=== Begin Enclosure ===

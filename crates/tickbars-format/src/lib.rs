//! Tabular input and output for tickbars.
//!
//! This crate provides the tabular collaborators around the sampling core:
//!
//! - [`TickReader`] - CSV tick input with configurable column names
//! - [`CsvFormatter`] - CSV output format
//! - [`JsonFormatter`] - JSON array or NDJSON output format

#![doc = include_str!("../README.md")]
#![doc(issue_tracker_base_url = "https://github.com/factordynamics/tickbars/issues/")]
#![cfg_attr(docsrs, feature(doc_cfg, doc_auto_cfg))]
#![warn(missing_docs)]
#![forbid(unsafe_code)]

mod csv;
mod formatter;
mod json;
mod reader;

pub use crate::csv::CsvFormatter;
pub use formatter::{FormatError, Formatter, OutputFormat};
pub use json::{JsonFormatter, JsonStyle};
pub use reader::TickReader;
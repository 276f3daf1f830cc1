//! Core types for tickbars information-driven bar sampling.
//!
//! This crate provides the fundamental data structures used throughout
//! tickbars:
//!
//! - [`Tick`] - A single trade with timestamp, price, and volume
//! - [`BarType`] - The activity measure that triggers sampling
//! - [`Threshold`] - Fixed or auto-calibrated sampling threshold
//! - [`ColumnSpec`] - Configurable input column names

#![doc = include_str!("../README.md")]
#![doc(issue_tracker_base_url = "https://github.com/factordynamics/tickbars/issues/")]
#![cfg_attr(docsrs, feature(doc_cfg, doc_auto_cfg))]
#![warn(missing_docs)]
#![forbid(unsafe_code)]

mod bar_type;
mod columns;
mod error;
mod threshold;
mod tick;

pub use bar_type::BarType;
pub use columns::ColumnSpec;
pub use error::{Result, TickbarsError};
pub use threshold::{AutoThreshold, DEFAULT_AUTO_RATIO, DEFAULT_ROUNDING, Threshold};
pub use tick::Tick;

=== End Enclosure ===

#### WHAT TO WORK ON
All lines from the one holding "pub use bar_type::BarType;" through the final line of the material must be set down exactly, and nothing else may be added.

#### FINISHED TASK
pub use bar_type::BarType;
pub use columns::ColumnSpec;
pub use error::{Result, TickbarsError};
pub use threshold::{AutoThreshold, DEFAULT_AUTO_RATIO, DEFAULT_ROUNDING, Threshold};
pub use tick::Tick;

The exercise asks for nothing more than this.